> **What to produce**
Please copy exactly the lines that run from the start of the entries to the line containing "event belongs to.", inclusive.

= Beginning of Section =

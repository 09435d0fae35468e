//! Job progress events and diagnostics.

use serde::{Deserialize, Serialize};
use std::sync::{Arc, Mutex};
use tracing::{info, warn};

use mghost_models::{JobWarning, WarningKind};

/// Stage of a job an event belongs to.
#[derive(Debug, Clone, Copy, PartialEq, Eq, Serialize, Deserialize)]
#[serde(rename_all = "snake_case")]
pub enum JobStage {
    Validate,
    ProbeAudio,
    Plan,
    OpenWriter,
    Fragments,
    Verify,
    Remux,
    Metadata,
    Decode,
    Assemble,
    Done,
}

/// Severity of an event.
#[derive(Debug, Clone, Copy, PartialEq, Eq, Serialize, Deserialize)]
#[serde(rename_all = "lowercase")]
pub enum EventLevel {
    Info,
    Warning,
}

/// A progress or diagnostic event.
#[derive(Debug, Clone, Serialize, Deserialize)]
pub struct JobEvent {
    pub stage: JobStage,
    pub message: String,
    /// Percentage complete, when known
    #[serde(skip_serializing_if = "Option::is_none")]
    pub progress: Option<u8>,
    pub level: EventLevel,
    #[serde(skip_serializing_if = "Option::is_none")]
    pub warning: Option<WarningKind>,
}

/// Callback type for job events.
pub type ProgressCallback = Arc<dyn Fn(&JobEvent) + Send + Sync>;

/// Collects warnings for a single job and forwards events to an optional
/// callback. Every warning is also logged.
#[derive(Clone, Default)]
pub struct JobDiagnostics {
    callback: Option<ProgressCallback>,
    warnings: Arc<Mutex<Vec<JobWarning>>>,
}

impl JobDiagnostics {
    pub fn new(callback: Option<ProgressCallback>) -> Self {
        Self {
            callback,
            warnings: Arc::default(),
        }
    }

    fn emit(&self, event: JobEvent) {
        if let Some(cb) = &self.callback {
            cb(&event);
        }
    }

    /// Report progress through a stage.
    pub fn progress(&self, stage: JobStage, progress: Option<u8>, message: impl Into<String>) {
        let message = message.into();
        info!(stage = ?stage, progress = ?progress, "{}", message);
        self.emit(JobEvent {
            stage,
            message,
            progress,
            level: EventLevel::Info,
            warning: None,
        });
    }

    /// Record a non-fatal degradation.
    pub fn warn(&self, stage: JobStage, kind: WarningKind, message: impl Into<String>) {
        let message = message.into();
        warn!(stage = ?stage, kind = ?kind, "{}", message);
        if let Ok(mut warnings) = self.warnings.lock() {
            warnings.push(JobWarning::new(kind, message.clone()));
        }
        self.emit(JobEvent {
            stage,
            message,
            progress: None,
            level: EventLevel::Warning,
            warning: Some(kind),
        });
    }

    /// Warnings recorded so far.
    pub fn warnings(&self) -> Vec<JobWarning> {
        self.warnings
            .lock()
            .map(|w| w.clone())
            .unwrap_or_default()
    }
}

/// Percentage of `done` out of `total`, clamped to 0..=100.
pub fn percent(done: usize, total: usize) -> u8 {
    if total == 0 {
        return 100;
    }
    ((done.min(total) * 100) / total) as u8
}
//! `mghost` command line.

use std::path::PathBuf;
use std::process::ExitCode;
use std::sync::Arc;

use clap::{Parser, Subcommand};
use serde::Serialize;
use serde_json::json;
use tracing::{error, info};
use tracing_subscriber::{fmt, prelude::*, EnvFilter};

use mghost_media::JobEvent;
use mghost_worker::{Runner, WorkerConfig};

#[derive(Debug, Parser)]
#[command(name = "mghost")]
#[command(version, about = "Blind video watermark embedding and extraction")]
struct Cli {
    /// Stream job events to stderr as JSON lines
    #[arg(long, global = true)]
    events: bool,

    /// Key ledger file (overrides MGHOST_LEDGER)
    #[arg(long, global = true)]
    ledger: Option<PathBuf>,

    #[command(subcommand)]
    command: Command,
}

#[derive(Debug, Subcommand)]
enum Command {
    /// Embed caller-chosen keys: '{"video_path", "output_path", "keys", "sequence", ...}'
    EmbedKey { args: String },
    /// Recover the key order: '{"video_path", "keys", ...}'
    ExtractKey { args: String },
    /// Issue a new key to a user and embed it: '{"video_path", "output_path", "user_email", "user_name", ...}'
    EmbedUser { args: String },
    /// Find the ledger record a video was issued under: '{"video_path", ...}'
    Identify { args: String },
    /// List ledger records, newest first
    Records,
    /// Show the newest record for a unique key
    Lookup {
        #[arg(long)]
        key: i64,
    },
    /// Delete a ledger record
    DeleteRecord {
        #[arg(long)]
        id: String,
    },
    /// Print the next sequential key
    NextKey,
}

impl Command {
    /// Whether the command runs FFmpeg, as opposed to only touching the ledger.
    fn needs_media(&self) -> bool {
        matches!(
            self,
            Command::EmbedKey { .. }
                | Command::ExtractKey { .. }
                | Command::EmbedUser { .. }
                | Command::Identify { .. }
        )
    }
}

fn init_tracing() {
    let use_json = std::env::var("LOG_FORMAT")
        .map(|v| v.to_lowercase() == "json")
        .unwrap_or(false);

    let env_filter =
        EnvFilter::try_from_default_env().unwrap_or_else(|_| EnvFilter::new("mghost=info,warn"));

    // stdout carries the result document, so logs go to stderr.
    if use_json {
        tracing_subscriber::registry()
            .with(fmt::layer().json().with_writer(std::io::stderr))
            .with(env_filter)
            .init();
    } else {
        tracing_subscriber::registry()
            .with(
                fmt::layer()
                    .with_writer(std::io::stderr)
                    .with_ansi(true)
                    .with_target(true)
                    .with_thread_ids(false)
                    .with_file(false)
                    .with_line_number(false),
            )
            .with(env_filter)
            .init();
    }
}

fn print_json<T: Serialize>(value: &T) -> anyhow::Result<()> {
    println!("{}", serde_json::to_string_pretty(value)?);
    Ok(())
}

fn exit_code(success: bool) -> ExitCode {
    if success {
        ExitCode::SUCCESS
    } else {
        ExitCode::FAILURE
    }
}

async fn run(cli: Cli, runner: Runner) -> anyhow::Result<ExitCode> {
    let code = match cli.command {
        Command::EmbedKey { args } => {
            let result = runner.embed_key(&args).await?;
            print_json(&result)?;
            exit_code(result.success)
        }
        Command::ExtractKey { args } => {
            let result = runner.extract_key(&args).await?;
            print_json(&result)?;
            exit_code(result.success)
        }
        Command::EmbedUser { args } => {
            let outcome = runner.embed_for_user(&args).await?;
            print_json(&outcome)?;
            exit_code(outcome.success)
        }
        Command::Identify { args } => {
            let outcome = runner.identify(&args).await?;
            print_json(&outcome)?;
            exit_code(outcome.success)
        }
        Command::Records => {
            print_json(&runner.records().await?)?;
            ExitCode::SUCCESS
        }
        Command::Lookup { key } => {
            print_json(&runner.lookup(key).await?)?;
            ExitCode::SUCCESS
        }
        Command::DeleteRecord { id } => {
            let removed = runner.delete_record(&id).await?;
            print_json(&json!({ "success": true, "deleted": removed }))?;
            ExitCode::SUCCESS
        }
        Command::NextKey => {
            print_json(&json!({ "next_key": runner.next_key().await? }))?;
            ExitCode::SUCCESS
        }
    };
    Ok(code)
}

#[tokio::main]
async fn main() -> ExitCode {
    dotenvy::dotenv().ok();
    init_tracing();

    let cli = Cli::parse();

    let mut config = WorkerConfig::from_env();
    if let Some(ledger) = &cli.ledger {
        config = config.with_ledger_path(ledger);
    }
    if cli.command.needs_media() {
        config.engine = match config.engine.resolve_binaries() {
            Ok(engine) => engine,
            Err(e) => {
                error!("FFmpeg tools unavailable: {}", e);
                println!("{}", json!({ "success": false, "error": e.to_string() }));
                return ExitCode::FAILURE;
            }
        };
    }
    info!(
        ffmpeg = %config.engine.ffmpeg_path.display(),
        ledger = %config.ledger_path.display(),
        "Starting mghost"
    );

    let mut runner = Runner::new(config);
    if cli.events {
        runner = runner.with_progress(Arc::new(|event: &JobEvent| {
            if let Ok(line) = serde_json::to_string(event) {
                eprintln!("{}", line);
            }
        }));
    }

    match run(cli, runner).await {
        Ok(code) => code,
        Err(e) => {
            error!("Command failed: {:#}", e);
            println!("{}", json!({ "success": false, "error": format!("{:#}", e) }));
            ExitCode::FAILURE
        }
    }
}
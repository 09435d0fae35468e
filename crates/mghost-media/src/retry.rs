//! Retry utilities with fixed or exponential backoff.
//!
//! Used for subprocess steps that can fail transiently, such as probing a
//! freshly written container whose index is still being flushed.

use std::future::Future;
use std::time::Duration;
use tracing::{debug, warn};

/// How the delay grows between attempts.
#[derive(Debug, Clone, Copy, PartialEq, Eq)]
pub enum Backoff {
    /// Same delay every time
    Fixed,
    /// Delay doubles each attempt, capped at `max_delay`
    Exponential,
}

/// Configuration for retry behavior.
#[derive(Debug, Clone)]
pub struct RetryConfig {
    /// Total attempts, including the first one. Zero is treated as one.
    pub max_attempts: u32,
    /// Delay before the second attempt.
    pub base_delay: Duration,
    /// Maximum delay between attempts.
    pub max_delay: Duration,
    pub backoff: Backoff,
    /// Operation name for logging.
    pub operation_name: String,
}

impl Default for RetryConfig {
    fn default() -> Self {
        Self {
            max_attempts: 3,
            base_delay: Duration::from_millis(100),
            max_delay: Duration::from_secs(5),
            backoff: Backoff::Exponential,
            operation_name: "operation".to_string(),
        }
    }
}

impl RetryConfig {
    /// Create a new retry config with the given operation name.
    pub fn new(operation_name: impl Into<String>) -> Self {
        Self {
            operation_name: operation_name.into(),
            ..Default::default()
        }
    }

    pub fn with_max_attempts(mut self, max_attempts: u32) -> Self {
        self.max_attempts = max_attempts;
        self
    }

    /// Set the base delay for exponential backoff.
    pub fn with_base_delay(mut self, base_delay: Duration) -> Self {
        self.base_delay = base_delay;
        self
    }

    /// Use the same delay between every attempt.
    pub fn with_fixed_delay(mut self, delay: Duration) -> Self {
        self.base_delay = delay;
        self.max_delay = self.max_delay.max(delay);
        self.backoff = Backoff::Fixed;
        self
    }

    /// Delay after the given failed attempt (1-based).
    fn delay_for_attempt(&self, attempt: u32) -> Duration {
        match self.backoff {
            Backoff::Fixed => self.base_delay,
            Backoff::Exponential => {
                let factor = 2u32.saturating_pow(attempt.saturating_sub(1));
                self.base_delay.saturating_mul(factor).min(self.max_delay)
            }
        }
    }
}

/// Result of a retry operation.
#[derive(Debug)]
pub enum RetryResult<T, E> {
    /// Operation succeeded.
    Success(T),
    /// Operation failed after all attempts, or with a non-retryable error.
    Failed { error: E, attempts: u32 },
}

impl<T, E> RetryResult<T, E> {
    /// Returns true if the operation succeeded.
    pub fn is_success(&self) -> bool {
        matches!(self, RetryResult::Success(_))
    }

    /// Convert into a plain `Result`, dropping the attempt count.
    pub fn into_result(self) -> Result<T, E> {
        match self {
            RetryResult::Success(v) => Ok(v),
            RetryResult::Failed { error, .. } => Err(error),
        }
    }
}

/// Execute an async operation, retrying errors accepted by `is_retryable`.
///
/// # Example
/// ```ignore
/// let config = RetryConfig::new("probe").with_fixed_delay(Duration::from_millis(500));
/// let result = retry_async(&config, MediaError::is_recoverable, || async {
///     probe(&path).await
/// }).await;
/// ```
pub async fn retry_async<F, Fut, P, T, E>(
    config: &RetryConfig,
    is_retryable: P,
    operation: F,
) -> RetryResult<T, E>
where
    F: Fn() -> Fut,
    Fut: Future<Output = Result<T, E>>,
    P: Fn(&E) -> bool,
    E: std::fmt::Display,
{
    let max_attempts = config.max_attempts.max(1);
    let mut attempt = 0u32;

    loop {
        attempt += 1;
        match operation().await {
            Ok(value) => return RetryResult::Success(value),
            Err(e) if attempt < max_attempts && is_retryable(&e) => {
                let delay = config.delay_for_attempt(attempt);
                debug!(
                    "{} attempt {} failed, retrying in {:?}: {}",
                    config.operation_name, attempt, delay, e
                );
                tokio::time::sleep(delay).await;
            }
            Err(e) => {
                warn!(
                    "{} failed after {} attempt(s): {}",
                    config.operation_name, attempt, e
                );
                return RetryResult::Failed {
                    error: e,
                    attempts: attempt,
                };
            }
        }
    }
}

= End of Section =

> **Problem solution**
repository 09435d0fae35468e
//! Job progress events and diagnostics.

use serde::{Deserialize, Serialize};
use std::sync::{Arc, Mutex};
use tracing::{info, warn};

use mghost_models::{JobWarning, WarningKind};

/// Stage of a job an event belongs to.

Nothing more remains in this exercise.